In regards to commercialization of this research, Satyavolu created a start-up company, Bioproducts, recently recognized in Business First as one of ‘22 Kentucky Startups to Watch in 2022.’” The company is built around UofL-patented technology that gives new life to local distillery organic-based byproducts, for example, as specialized activated carbon such as used in the winning Challenge project. BioProducts is working with UofL and looking to commercialize, said Satyavolu, once they have more data. “One application for carbon electrodes is the supercapacitors,” he said. “Active carbon is going to become a soy product.”

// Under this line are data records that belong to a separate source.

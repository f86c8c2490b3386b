//! Logging configuration for KhetGuru

use std::path::Path;

use tracing_subscriber::fmt::format::FmtSpan;
use tracing_subscriber::fmt::{self};
use tracing_subscriber::layer::SubscriberExt;
use tracing_subscriber::util::SubscriberInitExt;
use tracing_subscriber::EnvFilter;
use tracing_subscriber::Registry;

use crate::Result;

const LOG_DIR: &str = "logs";
const LOG_FILE_PREFIX: &str = "khetguru.log";

/// Initialize logging system with console and file output
pub fn init_logging() -> Result<()> {
    init_logging_with_config(None)
}

/// Initialize logging with configuration
pub fn init_logging_with_config(config: Option<&crate::config::AppConfig>) -> Result<()> {
    let env_filter = if let Some(config) = config {
        build_filter(&config.logging.level)
    } else {
        EnvFilter::try_from_default_env().unwrap_or_else(|_| build_filter("info"))
    };
    install(env_filter)?;

    let level = config.map_or("info", |c| c.logging.level.as_str());
    tracing::info!("Logging initialized with level: {}", level);
    Ok(())
}

/// Initialize logging with custom log level
pub fn init_logging_with_level(level: &str) -> Result<()> {
    install(build_filter(level))?;
    tracing::info!("Logging initialized with level: {}", level);
    Ok(())
}

/// Initialize simple logging for testing
pub fn init_simple_logging() -> Result<()> {
    tracing_subscriber::fmt()
        .with_target(true)
        .with_max_level(tracing::Level::INFO)
        .with_test_writer()
        .try_init()
        .map_err(|e| crate::KhetGuruError::Custom(format!("Logging already initialized: {e}")))?;
    Ok(())
}

fn build_filter(level: &str) -> EnvFilter {
    EnvFilter::new(format!("{level},khetguru={level},tower_http={level}"))
}

fn install(env_filter: EnvFilter) -> Result<()> {
    let logs_dir = Path::new(LOG_DIR);
    if !logs_dir.exists() {
        std::fs::create_dir_all(logs_dir)?;
    }

    let file_appender = tracing_appender::rolling::daily(LOG_DIR, LOG_FILE_PREFIX);
    let (non_blocking, guard) = tracing_appender::non_blocking(file_appender);

    let console_layer = fmt::layer()
        .with_target(true)
        .with_file(true)
        .with_line_number(true)
        .with_span_events(FmtSpan::CLOSE)
        .with_writer(std::io::stderr);

    let file_layer = fmt::layer()
        .with_target(true)
        .with_thread_ids(true)
        .with_file(true)
        .with_line_number(true)
        .with_span_events(FmtSpan::CLOSE)
        .with_writer(non_blocking)
        .with_ansi(false); // No colors in file

    Registry::default()
        .with(env_filter)
        .with(console_layer)
        .with(file_layer)
        .try_init()
        .map_err(|e| crate::KhetGuruError::Custom(format!("Logging already initialized: {e}")))?;

    // The writer thread must outlive every span; keep it for the whole process
    std::mem::forget(guard);

    Ok(())
}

For the Soy Innovation Challenge, the project of second place winner Saleh Khanjar, who won $5,000, focused on building vehicle components using soy polymers in place of plastics made from petroleum, making a car more renewable and sustainable while reducing the weight of the vehicle by as much as 1,000 pounds. Two other concepts were awarded seed money from the September presentations. The SoyData project included the creation of a database of amino acid and other compound profiles in vegetable oils, and the possibility for developing an app to make it easy for manufacturers to understand pathways to soy-based resins. The final project was focused on genetically modifying soybeans for drought resistance. These two project development teams were awarded $1,000 each for their efforts.

Satyavolu said he is pleased with the results of this first year of the Challenge. “The Board really liked the enthusiasm and the samples the students brought in and they considered it a success, and they are the customer,” he said. For next year’s event, Satyavolu said, in consideration with input from the Soybean Board, he hopes to expand the Challenge to all universities in Kentucky.